- Task goal -
Below are records; please set down exactly the lines from the first through the one containing "ninth byte clears".

Stored data entries:
——
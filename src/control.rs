// This file is part of tms52xx.
// Licensed under the GPLv3. See LICENSE file in the project root for full license text.

use bit_field::BitField;

use super::ChipVariant;

/// Status byte bit positions.
pub mod status {
    /// TALK_STATUS: speaking (SPEN or TALKD).
    pub const TALK_STATUS: usize = 7;
    /// BL: FIFO at most half full, 8 bytes or fewer. The ninth byte clears
    /// it, and that falling edge is what starts speak external.
    pub const BUFFER_LOW: usize = 6;
    /// BE: FIFO is empty.
    pub const BUFFER_EMPTY: usize = 5;
}

/// Clocks /READY stays inactive after a strobe falls.
pub const IO_READY_DELAY: u32 = 16;

/// Pack the three status flags into the byte returned by a status read.
pub fn status_byte(talk_status: bool, buffer_low: bool, buffer_empty: bool) -> u8 {
    let mut byte = 0u8;
    byte.set_bit(status::TALK_STATUS, talk_status);
    byte.set_bit(status::BUFFER_LOW, buffer_low);
    byte.set_bit(status::BUFFER_EMPTY, buffer_empty);
    byte
}

/// A decoded command byte. Bits 4..6 select the opcode.
#[derive(Clone, Copy, Debug, PartialEq, Eq)]
pub enum Command {
    /// 0x00 on parts without rate control: no effect beyond a status refresh.
    TestTalk,
    /// 0x00/0x20 on the TMS5220C and CD2501ECD: load the low nibble into the
    /// rate register.
    SetRate(u8),
    /// 0x10: fetch one byte from speech memory into the data register.
    ReadByte,
    /// 0x30: replace the memory address with the pointer stored there.
    ReadAndBranch,
    /// 0x40: shift a nibble into the memory address.
    LoadAddress(u8),
    /// 0x50: speak from speech memory.
    Speak,
    /// 0x60: speak from data written to the FIFO.
    SpeakExternal,
    /// 0x70: reset the chip.
    Reset,
    /// 0x20 on parts without rate control.
    Unknown(u8),
}

impl Command {
    /// Decode `byte` as understood by `variant`.
    pub fn decode(byte: u8, variant: ChipVariant) -> Self {
        let nibble = byte & 0x0f;
        match byte & 0x70 {
            0x00 | 0x20 if variant.has_rate_control() => Self::SetRate(nibble),
            0x00 => Self::TestTalk,
            0x10 => Self::ReadByte,
            0x30 => Self::ReadAndBranch,
            0x40 => Self::LoadAddress(nibble),
            0x50 => Self::Speak,
            0x60 => Self::SpeakExternal,
            0x70 => Self::Reset,
            _ => Self::Unknown(byte),
        }
    }

    /// Memory commands are ignored while the chip is talking.
    pub const fn needs_idle(self) -> bool {
        matches!(self, Self::ReadByte | Self::ReadAndBranch | Self::LoadAddress(_))
    }
}

/// Speech control latches.
#[derive(Clone, Copy, Debug, Default, PartialEq, Eq)]
pub struct TalkState {
    /// Speak enable: an utterance has been started and not yet stopped.
    pub spen: bool,
    /// Set at the next frame boundary after SPEN.
    pub talk: bool,
    /// TALK delayed to the frame boundary; gates synthesis.
    pub talkd: bool,
    /// Direct data: frame bits come from the FIFO instead of speech memory.
    pub ddis: bool,
}

impl TalkState {
    /// TALK_STATUS as reported in the status byte.
    pub const fn talk_status(&self) -> bool {
        self.spen || self.talkd
    }
}

/// Bus strobe pin.
#[derive(Clone, Copy, Debug, PartialEq, Eq)]
pub enum Strobe {
    /// /RS, read select.
    Read,
    /// /WS, write select.
    Write,
}

/// What a change on the strobe pins asks of the chip.
#[derive(Clone, Copy, Debug, PartialEq, Eq)]
pub enum StrobeEdge {
    /// The level did not change.
    Unchanged,
    /// Both strobes low.
    BothLow,
    /// Both strobes high; the bus is released.
    BothHigh,
    /// A strobe went high.
    Rising,
    /// A strobe went low; an access begins.
    Falling,
}

/// A bus access completed by the I/O timer.
#[derive(Clone, Copy, Debug, PartialEq, Eq)]
pub enum BusAccess {
    /// /WS was held low: the write latch goes to the chip.
    Write(u8),
    /// /RS was held low: the status goes to the read latch.
    Read,
    /// Neither strobe is held.
    Idle,
}

/// Bus interface with the /RS and /WS strobe timing.
///
/// Until a strobe pin is touched the bus works in immediate mode, where
/// `write` and `read` take effect on the spot. Touching either strobe
/// switches to true timing: the bus then only latches, and the access is
/// serviced [`IO_READY_DELAY`] clocks after the strobe falls.
#[derive(Clone, Debug, PartialEq, Eq)]
pub struct BusInterface {
    true_timing: bool,
    // bit 1 = /RS, bit 0 = /WS
    rs_ws: u8,
    read_latch: u8,
    write_latch: u8,
    io_ready: bool,
    timer: Option<u32>,
}

impl Default for BusInterface {
    fn default() -> Self {
        Self {
            true_timing: false,
            rs_ws: 0x03,
            read_latch: 0,
            write_latch: 0,
            io_ready: true,
            timer: None,
        }
    }
}

impl BusInterface {
    /// Accesses are gated by the strobes.
    pub const fn true_timing(&self) -> bool {
        self.true_timing
    }

    /// Internal I/O ready; low while a strobed access is pending.
    pub const fn io_ready(&self) -> bool {
        self.io_ready
    }

    /// Current strobe levels, /RS in bit 1 and /WS in bit 0.
    pub const fn strobes(&self) -> u8 {
        self.rs_ws
    }

    /// Clocks left before a pending access is serviced.
    pub const fn timer(&self) -> Option<u32> {
        self.timer
    }

    /// Value returned by `read` in true timing mode.
    pub const fn read_latch(&self) -> u8 {
        self.read_latch
    }

    /// Set the value a strobed read will return.
    pub fn set_read_latch(&mut self, value: u8) {
        self.read_latch = value;
    }

    /// Latch a data bus value for the next strobed write.
    pub fn latch_write(&mut self, value: u8) {
        self.write_latch = value;
    }

    /// The bus value seen by the host: the read latch while only /RS is low.
    pub fn bus_read(&self) -> u8 {
        if self.rs_ws == 0x01 {
            self.read_latch
        } else {
            0xff
        }
    }

    /// Drive a strobe pin. Switches the bus to true timing.
    pub fn set_strobe(&mut self, strobe: Strobe, level: bool) -> StrobeEdge {
        self.true_timing = true;
        let rs_ws = match strobe {
            Strobe::Read => (self.rs_ws & 0x01) | ((level as u8) << 1),
            Strobe::Write => (self.rs_ws & 0x02) | level as u8,
        };
        if rs_ws == self.rs_ws {
            return StrobeEdge::Unchanged;
        }
        self.rs_ws = rs_ws;
        match rs_ws {
            0x00 => StrobeEdge::BothLow,
            0x03 => {
                self.read_latch = 0xff;
                StrobeEdge::BothHigh
            }
            _ if level => StrobeEdge::Rising,
            _ => {
                self.io_ready = false;
                self.timer = Some(IO_READY_DELAY);
                StrobeEdge::Falling
            }
        }
    }

    /// Run the I/O timer for `cycles` clocks, never more than [`timer`](Self::timer).
    ///
    /// Returns the access to service when the timer expires.
    pub fn tick(&mut self, cycles: u32) -> Option<BusAccess> {
        let remaining = self.timer?;
        if remaining > cycles {
            self.timer = Some(remaining - cycles);
            return None;
        }
        self.timer = None;
        Some(match self.rs_ws {
            0x02 => BusAccess::Write(self.write_latch),
            0x01 => BusAccess::Read,
            _ => BusAccess::Idle,
        })
    }

    /// Keep /READY inactive for another delay period.
    pub fn rearm(&mut self) {
        self.timer = Some(IO_READY_DELAY);
    }

    /// Finish a serviced access.
    pub fn complete(&mut self) {
        self.io_ready = true;
    }
}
——
- Exercise response -
filename src/control.rs
// This file is part of tms52xx.
// Licensed under the GPLv3. See LICENSE file in the project root for full license text.

use bit_field::BitField;

use super::ChipVariant;

/// Status byte bit positions.
pub mod status {
    /// TALK_STATUS: speaking (SPEN or TALKD).
    pub const TALK_STATUS: usize = 7;
    /// BL: FIFO at most half full, 8 bytes or fewer. The ninth byte clears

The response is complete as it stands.